Although Anderson’s collection was already completed by the time he sought to include Magor, his clothes and her sculptures explore similar themes. Alongside her enormous plastic boxes—many of which preserve small, banal items such as stuffed animals and used sweaters—Anderson showed canvas dresses with gaping holes outlined in crystal embroidery, and drapey, hippie-ish layered garments, some splotched with patterns resembling ink stains.

“I think there is something incredibly important about finding new ways of looking at things, of reframing objects and fashion,” he says.

A dress from Anderson’s spring 2020 collection, which featured Liz Magor's box sculptures on the runway. Photo courtesy J.W. Anderson.

A dress from Anderson’s spring 2020 collection, which featured Liz Magor’s box sculptures on the runway. Photo courtesy of J.W. Anderson.

In an age when fast fashion dominates the mainstream market and designers at high-end brands are expected to produce a minimum of five to six collections per year, Anderson remains focused on creating clothes that his customers will want to hold onto. “It’s important, at least for me, to create fashion that lasts,” he says. “Maybe it goes out of style but you hold onto it, keep it in the closet, and then bring it out 10 years later.”

Anderson wants his clothes—and the physical spaces they occupy, in shows, stores, and pop-up shops—to convey an emotional experience that transcends commercial value and relays something essential. His collecting sensibility is not dissimilar. He doesn’t buy art for its market value (though he has a fair number of high-priced works, including ones by Cy Twombly, Rose Wylie, Lynda Benglis, and Paul Thek). Instead, he looks for pieces that capture seminal moments of transformation in the life of an artist, memorializing their ascent.

Late last year, when asked about the most valuable artwork in his collection, Anderson cited the ceramic works of British artist Ian Godfrey. “It’s not the most valuable, but I have put together a detailed body of [Godfrey’s] work,” he said. “I think it’s sometimes about the discovery in people, which is where the value comes from.”

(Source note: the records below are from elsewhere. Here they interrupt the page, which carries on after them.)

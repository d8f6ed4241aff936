//! Staged definition of a new web app.
//!
//! ```text
//! Blank --with_region--> WithResourceGroup --with_existing_resource_group-->
//!       WithAppServicePlan --with_existing_app_service_plan--> WithCreate --create()--> WebApp
//! ```

use std::marker::PhantomData;

use crate::appservice::models::{SiteConfig, SiteInner};
use crate::appservice::operations::WebAppsClient;
use crate::appservice::ssl_binding::{
    check_ssl_bindings, commit_ssl_bindings, HostNameSslBindingDefinition, SslBinding,
};
use crate::appservice::web_app::WebApp;
use crate::config::Region;
use crate::fluent::{
    commit_parent, parent_failure, Attachable, Blank, PendingAction, PendingChildren, WithCreate,
    WithResourceGroup,
};
use crate::rest::{ArmError, ServiceClient};

/// Stage: the resource group is set, an App Service plan is required next.
#[derive(Debug, Clone, Copy, Default, PartialEq, Eq)]
pub struct WithAppServicePlan;

/// A web app being defined, at stage `S`.
#[derive(Debug)]
#[must_use = "a web app definition does nothing until create() is awaited"]
pub struct WebAppDefinition<S> {
    client: ServiceClient,
    name: String,
    resource_group: String,
    inner: SiteInner,
    ssl_bindings: PendingChildren<SslBinding>,
    _stage: PhantomData<S>,
}

impl<S> WebAppDefinition<S> {
    fn into_stage<T>(self) -> WebAppDefinition<T> {
        WebAppDefinition {
            client: self.client,
            name: self.name,
            resource_group: self.resource_group,
            inner: self.inner,
            ssl_bindings: self.ssl_bindings,
            _stage: PhantomData,
        }
    }

    /// Returns the name of the web app being defined.
    #[must_use]
    pub fn name(&self) -> &str {
        &self.name
    }
}

impl WebAppDefinition<Blank> {
    pub(crate) fn new(client: ServiceClient, name: impl Into<String>) -> Self {
        Self {
            client,
            name: name.into(),
            resource_group: String::new(),
            inner: SiteInner {
                kind: Some("app".to_string()),
                ..SiteInner::default()
            },
            ssl_bindings: PendingChildren::new(),
            _stage: PhantomData,
        }
    }

    /// Sets the region.
    pub fn with_region(mut self, region: Region) -> WebAppDefinition<WithResourceGroup> {
        self.inner.location = Some(region.to_string());
        self.into_stage()
    }
}

impl WebAppDefinition<WithResourceGroup> {
    /// Places the web app in an existing resource group.
    pub fn with_existing_resource_group(
        mut self,
        resource_group: impl Into<String>,
    ) -> WebAppDefinition<WithAppServicePlan> {
        self.resource_group = resource_group.into();
        self.into_stage()
    }
}

impl WebAppDefinition<WithAppServicePlan> {
    /// Hosts the web app on an existing App Service plan, by resource id.
    pub fn with_existing_app_service_plan(
        mut self,
        plan_id: impl Into<String>,
    ) -> WebAppDefinition<WithCreate> {
        self.inner.properties.server_farm_id = Some(plan_id.into());
        self.into_stage()
    }
}

impl WebAppDefinition<WithCreate> {
    /// Sets a tag.
    pub fn with_tag(mut self, key: impl Into<String>, value: impl Into<String>) -> Self {
        self.inner.tags.insert(key.into(), value.into());
        self
    }

    /// Sets the site configuration written with the site.
    pub fn with_site_config(mut self, config: SiteConfig) -> Self {
        self.inner.properties.site_config = Some(config);
        self
    }

    /// Starts the definition of an SSL binding.
    pub fn define_ssl_binding(self) -> HostNameSslBindingDefinition<Self, Blank> {
        HostNameSslBindingDefinition::new(self)
    }

    /// Returns the SSL bindings staged for creation.
    #[must_use]
    pub const fn pending_ssl_bindings(&self) -> &PendingChildren<SslBinding> {
        &self.ssl_bindings
    }

    /// Creates the web app, then each staged SSL binding in the order it was
    /// attached.
    ///
    /// On success the staged bindings are cleared. On failure they are kept,
    /// so the same definition can be created again.
    ///
    /// # Errors
    ///
    /// Returns [`ArmError::Validation`] for a missing parameter of the site or
    /// of a staged binding (nothing is sent) or [`ArmError::Commit`] naming
    /// every failed call.
    pub async fn create(&mut self) -> Result<WebApp, ArmError> {
        check_ssl_bindings(&self.ssl_bindings)?;

        let returned = commit_parent(
            &self.name,
            WebAppsClient::new(self.client.clone()).create_or_update(
                &self.resource_group,
                &self.name,
                &self.inner,
            ),
        )
        .await
        .map_err(parent_failure)?;

        let results = commit_ssl_bindings(
            &self.client,
            &self.resource_group,
            &self.name,
            self.inner.location.as_deref(),
            &self.ssl_bindings,
        )
        .await?;

        let inner = returned.unwrap_or_else(|| self.inner.clone());
        let id = WebApp::site_id(&self.client, &self.resource_group, &self.name);
        let mut app = WebApp::from_parts(self.client.clone(), id, inner);
        app.merge_ssl_bindings(results);

        self.ssl_bindings.clear();
        tracing::debug!(
            "Created web app '{}' with {} SSL binding(s)",
            self.name,
            app.ssl_bindings().len()
        );
        Ok(app)
    }
}

impl Attachable<SslBinding> for WebAppDefinition<WithCreate> {
    fn attach_child(&mut self, name: String, action: PendingAction<SslBinding>) {
        self.ssl_bindings.insert(name, action);
    }
}
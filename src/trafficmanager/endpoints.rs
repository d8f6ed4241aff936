//! Operations on Traffic Manager endpoints.

use crate::clients::HttpMethod;
use crate::config::ApiVersion;
use crate::rest::{
    get_path, require_body, Operation, RequestSpec, ResourceOperation, ResourcePath,
    ResponseShape, ResponseTable, ServiceClient, ServiceResponse, ValidationError,
};
use crate::trafficmanager::models::{EndpointInner, EndpointType};

/// The api-version of every endpoint operation.
pub const API_VERSION: ApiVersion = ApiVersion::from_static("2015-11-01");

const ENDPOINT: &str = "subscriptions/{subscriptionId}/resourceGroups/{resourceGroupName}/providers/Microsoft.Network/trafficmanagerprofiles/{profileName}/{endpointType}/{endpointName}";

const PARAMS: &[&str] = &[
    "subscriptionId",
    "resourceGroupName",
    "profileName",
    "endpointType",
    "endpointName",
];

/// Paths of endpoint operations.
pub const PATHS: &[ResourcePath] = &[
    ResourcePath::new(HttpMethod::Get, ResourceOperation::Get, PARAMS, ENDPOINT),
    ResourcePath::new(
        HttpMethod::Put,
        ResourceOperation::CreateOrUpdate,
        PARAMS,
        ENDPOINT,
    ),
    ResourcePath::new(HttpMethod::Patch, ResourceOperation::Update, PARAMS, ENDPOINT),
    ResourcePath::new(HttpMethod::Delete, ResourceOperation::Delete, PARAMS, ENDPOINT),
];

/// 200 or 201 with the endpoint.
pub const CREATE_OR_UPDATE_RESPONSES: ResponseTable =
    ResponseTable::new(&[(200, ResponseShape::Body), (201, ResponseShape::Body)]);

/// 200 or 204, no body.
pub const DELETE_RESPONSES: ResponseTable =
    ResponseTable::new(&[(200, ResponseShape::Empty), (204, ResponseShape::Empty)]);

/// Low-level operations on the endpoints of Traffic Manager profiles.
#[derive(Debug, Clone)]
pub struct EndpointsClient {
    client: ServiceClient,
}

impl EndpointsClient {
    /// Creates an endpoints client.
    #[must_use]
    pub const fn new(client: ServiceClient) -> Self {
        Self { client }
    }

    fn spec(
        name: &'static str,
        operation: ResourceOperation,
        resource_group: &str,
        profile: &str,
        endpoint_type: EndpointType,
        endpoint: &str,
    ) -> Result<RequestSpec, ValidationError> {
        let path = get_path(PATHS, operation, PARAMS).ok_or_else(|| {
            ValidationError::MissingParameter {
                operation: name,
                parameter: "endpointName".to_string(),
            }
        })?;
        Ok(RequestSpec::new(name, path, API_VERSION)
            .param("resourceGroupName", resource_group)
            .param("profileName", profile)
            .param("endpointType", endpoint_type.as_str())
            .param("endpointName", endpoint))
    }

    /// Reads one endpoint.
    pub fn get(
        &self,
        resource_group: &str,
        profile: &str,
        endpoint_type: EndpointType,
        endpoint: &str,
    ) -> Operation<EndpointInner> {
        match Self::spec(
            "Endpoints.get",
            ResourceOperation::Get,
            resource_group,
            profile,
            endpoint_type,
            endpoint,
        ) {
            Ok(spec) => self
                .client
                .send::<EndpointInner>(spec, ResponseTable::OK)
                .and_then(|response| require_body(response.status(), response.into_body())),
            Err(error) => Operation::failed(error),
        }
    }

    /// Creates or replaces an endpoint.
    pub fn create_or_update(
        &self,
        resource_group: &str,
        profile: &str,
        endpoint_type: EndpointType,
        endpoint: &str,
        parameters: &EndpointInner,
    ) -> Operation<EndpointInner> {
        match Self::spec(
            "Endpoints.createOrUpdate",
            ResourceOperation::CreateOrUpdate,
            resource_group,
            profile,
            endpoint_type,
            endpoint,
        ) {
            Ok(spec) => self
                .client
                .send::<EndpointInner>(spec.body(parameters), CREATE_OR_UPDATE_RESPONSES)
                .and_then(|response| require_body(response.status(), response.into_body())),
            Err(error) => Operation::failed(error),
        }
    }

    /// Updates the given fields of an endpoint.
    pub fn update(
        &self,
        resource_group: &str,
        profile: &str,
        endpoint_type: EndpointType,
        endpoint: &str,
        parameters: &EndpointInner,
    ) -> Operation<EndpointInner> {
        match Self::spec(
            "Endpoints.update",
            ResourceOperation::Update,
            resource_group,
            profile,
            endpoint_type,
            endpoint,
        ) {
            Ok(spec) => self
                .client
                .send::<EndpointInner>(spec.body(parameters), ResponseTable::OK)
                .and_then(|response| require_body(response.status(), response.into_body())),
            Err(error) => Operation::failed(error),
        }
    }

    /// Deletes an endpoint. Deleting a missing endpoint answers 204.
    pub fn delete(
        &self,
        resource_group: &str,
        profile: &str,
        endpoint_type: EndpointType,
        endpoint: &str,
    ) -> Operation<ServiceResponse<()>> {
        match Self::spec(
            "Endpoints.delete",
            ResourceOperation::Delete,
            resource_group,
            profile,
            endpoint_type,
            endpoint,
        ) {
            Ok(spec) => self
                .client
                .send::<serde_json::Value>(spec, DELETE_RESPONSES)
                .map(|response| response.map(|_| ())),
            Err(error) => Operation::failed(error),
        }
    }
}

#[cfg(test)]
mod tests {
    use super::*;

    #[test]
    fn test_every_operation_uses_its_default_method() {
        for operation in [
            ResourceOperation::Get,
            ResourceOperation::CreateOrUpdate,
            ResourceOperation::Update,
            ResourceOperation::Delete,
        ] {
            let path = get_path(PATHS, operation, PARAMS).unwrap();
            assert_eq!(path.http_method, operation.default_http_method());
            assert!(path.template.contains("{endpointType}"));
        }
    }

    #[test]
    fn test_list_has_no_path() {
        let error = EndpointsClient::spec(
            "Endpoints.list",
            ResourceOperation::List,
            "rg1",
            "tm1",
            EndpointType::AzureEndpoints,
            "ep1",
        )
        .unwrap_err();
        assert!(matches!(
            error,
            ValidationError::MissingParameter { operation: "Endpoints.list", .. }
        ));
    }

    #[test]
    fn test_spec_builds_the_endpoint_request() {
        let spec = EndpointsClient::spec(
            "Endpoints.get",
            ResourceOperation::Get,
            "rg1",
            "tm1",
            EndpointType::ExternalEndpoints,
            "ep1",
        )
        .unwrap();
        assert_eq!(spec.operation(), "Endpoints.get");

        let subscription = crate::config::SubscriptionId::new("sub1").unwrap();
        let request = spec.into_request(&subscription).unwrap();
        assert_eq!(
            request.path,
            "subscriptions/sub1/resourceGroups/rg1/providers/Microsoft.Network/trafficmanagerprofiles/tm1/externalEndpoints/ep1"
        );
    }

    #[test]
    fn test_status_tables() {
        assert_eq!(CREATE_OR_UPDATE_RESPONSES.statuses(), vec![200, 201]);
        assert_eq!(DELETE_RESPONSES.shape_for(204), Some(ResponseShape::Empty));
        assert!(DELETE_RESPONSES.shape_for(202).is_none());
    }
}
//! Service API version definitions.
//!
//! Every management operation carries a mandatory `api-version` query
//! parameter whose value is fixed per resource provider. This module provides
//! the [`ApiVersion`] type used in operation tables.

use crate::error::ConfigError;
use std::borrow::Cow;
use std::fmt;
use std::str::FromStr;

/// A resource provider API version such as `2016-04-02` or `2017-03-01-preview`.
///
/// Versions used in static operation tables are created with the `const`
/// constructor [`ApiVersion::from_static`]; user-provided versions go through
/// [`ApiVersion::new`], which validates the format.
///
/// # Example
///
/// ```rust
/// use arm_fluent::ApiVersion;
///
/// const CDN: ApiVersion = ApiVersion::from_static("2016-04-02");
/// assert_eq!(CDN.to_string(), "2016-04-02");
///
/// let preview: ApiVersion = "2017-03-01-preview".parse().unwrap();
/// assert!(preview.is_preview());
/// assert!(preview > CDN);
/// ```
#[derive(Clone, Debug, PartialEq, Eq, Hash, PartialOrd, Ord)]
pub struct ApiVersion(Cow<'static, str>);

impl ApiVersion {
    const PREVIEW_SUFFIX: &'static str = "-preview";

    /// Creates a version from a static string without validation.
    ///
    /// Intended for operation tables where the value is a compile-time constant.
    #[must_use]
    pub const fn from_static(version: &'static str) -> Self {
        Self(Cow::Borrowed(version))
    }

    /// Creates a new validated API version.
    ///
    /// # Errors
    ///
    /// Returns [`ConfigError::InvalidApiVersion`] if the value is not
    /// `YYYY-MM-DD` optionally followed by `-preview`.
    pub fn new(version: impl Into<String>) -> Result<Self, ConfigError> {
        let version = version.into();
        if Self::is_valid(&version) {
            Ok(Self(Cow::Owned(version)))
        } else {
            Err(ConfigError::InvalidApiVersion { version })
        }
    }

    /// Returns `true` for `-preview` versions.
    #[must_use]
    pub fn is_preview(&self) -> bool {
        self.0.ends_with(Self::PREVIEW_SUFFIX)
    }

    /// Returns the version as a string slice.
    #[must_use]
    pub fn as_str(&self) -> &str {
        &self.0
    }

    fn is_valid(version: &str) -> bool {
        let date = version
            .strip_suffix(Self::PREVIEW_SUFFIX)
            .unwrap_or(version);
        let parts: Vec<&str> = date.split('-').collect();
        if parts.len() != 3 {
            return false;
        }
        let widths = [4, 2, 2];
        let all_digits = parts
            .iter()
            .zip(widths)
            .all(|(part, width)| part.len() == width && part.chars().all(|c| c.is_ascii_digit()));
        if !all_digits {
            return false;
        }
        let month: u32 = parts[1].parse().unwrap_or(0);
        let day: u32 = parts[2].parse().unwrap_or(0);
        (1..=12).contains(&month) && (1..=31).contains(&day)
    }
}

impl fmt::Display for ApiVersion {
    fn fmt(&self, f: &mut fmt::Formatter<'_>) -> fmt::Result {
        f.write_str(&self.0)
    }
}

impl FromStr for ApiVersion {
    type Err = ConfigError;

    fn from_str(s: &str) -> Result<Self, Self::Err> {
        Self::new(s)
    }
}

impl AsRef<str> for ApiVersion {
    fn as_ref(&self) -> &str {
        &self.0
    }
}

These days, Anderson continues to fill his already art-laden London townhouse with new works by artists such as Alvarro Barrington, Magali Reus, Helen Marten, and Tau Lewis. “You know, I just feel you have to force yourself to live with conceptualism, which sometimes can be inspiring,” he says.

And does Anderson feel that artists legitimize fashion? “I don’t really see it that way,” he says. “I think it’s about creative dialogues, not trying to have one that eats the other. For me, it’s about being able to have a conversation with a piece, and to be able to say something about the people who made it.”